Il nuovo governo di coalizione del Regno Unito si sta impegnando nella ricerca di una congiuntura economica difficile per la produzione di energie rinnovabili ma assumendo le misure necessarie viene comunque segnalato in tutto il mondo come un caso esemplare. Per il settore energetico, questa non è una sorpresa. Gli inglesi hanno da tempo dimostrato tratti di realismo e la determinazione di agire. Poiché le forniture di petrolio hanno cominciato a scarseggaire, hanno cominciato a fare progetti sul nucleari. Poiché il pericolo del nucleare è diventata innegabile, i leader britannici, ancora una volta hanno scelto di andare verso il mare, per sviluppare immense centrali del vento al largo del Regno Unito e sfruttare l'onda dell'oceano e le energie delle maree.

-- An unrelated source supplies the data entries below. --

impl InboundProcessor {
    #[allow(clippy::too_many_arguments)]
    pub fn new(
        classifier: Classifier,
        resolver: PriorityResolver,
        router: Arc<Router>,
        parser: Arc<dyn AttachmentParser>,
        formatter: Arc<dyn ReplyFormatter>,
        messages: Arc<dyn Repository<InboundMessage>>,
        orders: Arc<OrderStateMachine>,
        escalations: Arc<EscalationLog>,
    ) -> Self {
        Self {
            classifier,
            resolver,
            router,
            parser,
            formatter,
            messages,
            orders,
            escalations,
        }
    }

    /// Process one inbound message through the whole pipeline.
    pub async fn process(&self, new: NewMessage) -> Result<ProcessOutcome, Error> {
        let mut message = InboundMessage::from_new(new)?;
        info!(
            message_id = %message.id,
            sender = %message.sender,
            has_pdf = message.has_pdf,
            "Processing inbound message"
        );

        let classification = self.classifier.classify(&message);
        message.apply_classification(classification.clone())?;

        let assessment = self.resolver.resolve(&message, &classification)?;
        let ship_by = if classification.urgent {
            Some(self.resolver.expedite_ship_by(message.received_at)?)
        } else {
            None
        };
        message.apply_assessment(assessment.clone())?;

        let decision = self.router.route(&message);
        message.apply_routing(decision.clone())?;

        let stored = message.clone();
        self.messages.insert(message).await.map_err(|e| match e {
            StoreError::Duplicate { id, .. } => Error::from(ValidationError::DuplicateMessage(id)),
            other => Error::from(other),
        })?;

        let subject = Subject::Message(stored.id);
        if decision.rule == FALLBACK_RULE {
            self.escalations
                .raise(subject, EscalationKind::AmbiguousRoute, decision.reason.clone())
                .await;
        }

        let mut order_id = None;
        let mut order_failed = false;
        if classification.intent == Intent::Order {
            let request = self.order_request(&stored, ship_by, assessment.priority);
            match self.orders.execute(OrderCommand::Create(request)).await {
                Ok(order) => order_id = Some(order.id),
                Err(e) => {
                    warn!(message_id = %stored.id, error = %e, "Order creation from message failed");
                    order_failed = true;
                }
            }
        }

        let key = if order_failed {
            GENERIC_ACK
        } else {
            template_for(decision.handler, classification.intent)
        };
        let context = json!({
            "sender": stored.sender,
            "subject": stored.subject,
            "handler": decision.handler.to_string(),
            "order_id": order_id.map(|id| id.to_string()),
        });
        let reply = render_or_fallback(self.formatter.as_ref(), key, &context);

        info!(
            message_id = %stored.id,
            intent = %classification.intent,
            priority = %assessment.priority,
            handler = %decision.handler,
            template = %reply.template_key,
            "Message routed"
        );

        Ok(ProcessOutcome {
            decision,
            intent: classification.intent,
            urgent: classification.urgent,
            priority: assessment.priority,
            response_deadline: assessment.response_deadline,
            reply,
            order_id,
        })
    }

    /// Process several messages concurrently. Failures are logged and skipped.
    pub async fn process_batch(&self, batch: Vec<NewMessage>) -> Vec<ProcessOutcome> {
        let count = batch.len();
        let results: Vec<ProcessOutcome> = join_all(batch.into_iter().map(|new| self.process(new)))
            .await
            .into_iter()
            .filter_map(|result| match result {
                Ok(outcome) => Some(outcome),
                Err(e) => {
                    error!(error = %e, "Failed to process message in batch");
                    None
                }
            })
            .collect();
        info!(processed = results.len(), total = count, "Batch processing complete");
        results
    }

    /// Record that the reply went out. Repeated calls keep the first timestamp.
    pub async fn dispatch_reply(&self, message_id: Uuid) -> Result<InboundMessage, Error> {
        let handle = self
            .messages
            .get(message_id)
            .await
            .ok_or(StoreError::NotFound {
                entity: "message",
                id: message_id,
            })?;
        let mut message = handle.lock().await;
        if message.close(Utc::now()) {
            info!(message_id = %message_id, "Reply dispatched, message closed");
        }
        Ok(message.clone())
    }

    pub async fn get_message(&self, message_id: Uuid) -> Option<InboundMessage> {
        self.messages.snapshot(message_id).await
    }

    fn order_request(
        &self,
        message: &InboundMessage,
        ship_by: Option<DateTime<Utc>>,
        priority: PriorityTier,
    ) -> NewOrder {
        let channel = if self.resolver.is_oem(&message.sender_domain) {
            OrderChannel::Oem
        } else {
            OrderChannel::Retail
        };
        NewOrder {
            message_id: Some(message.id),
            customer: message.sender.clone(),
            channel,
            priority: Some(priority),
            line_items: self.line_items(message),
            expedite: ship_by.is_some(),
            ship_by,
        }
    }

    /// Line items from parsed order attachments, else from the body text.
    fn line_items(&self, message: &InboundMessage) -> Vec<LineItem> {
        let mut items = Vec::new();
        for attachment in message.attachments.iter().filter(|a| a.is_pdf()) {
            match self.parser.parse(attachment) {
                Ok(parsed) if parsed.kind == AttachmentKind::Order => items.extend(parsed.line_items),
                _ => {}
            }
        }
        if items.is_empty() {
            items = extract_line_items(&message.body);
        }
        items
    }
}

In risposta agli impegni iniziali da parte del governo del Regno Unito per finanziare l'espansione delle infrastrutture del vento offshore inglesi, alcuni dei più grandi costruttori di turbine in tutto il mondo (Siemens, Clipper, Mitsubishi, GE) si sono messi di impegno.

Alla fine del 2009, il Regno Unito aveva quasi 900 megawatt di capacità installata in mare aperto.
Le industrie inglesi in mare aperto portano un importante investimento del settore privato nel paese e un segnale di progresso per l’industria in ogni settore. Esso fornisce le specifiche per l'ubicazione su fabbriche e porti, quanto costerà e quali i benefici economici deriveranno dall'investimento. L'intuizione di base per innovare un settore industriale può avere successo o fallire in base alla pianificazione delle infrastrutture e la preparazione che precede l'espansione.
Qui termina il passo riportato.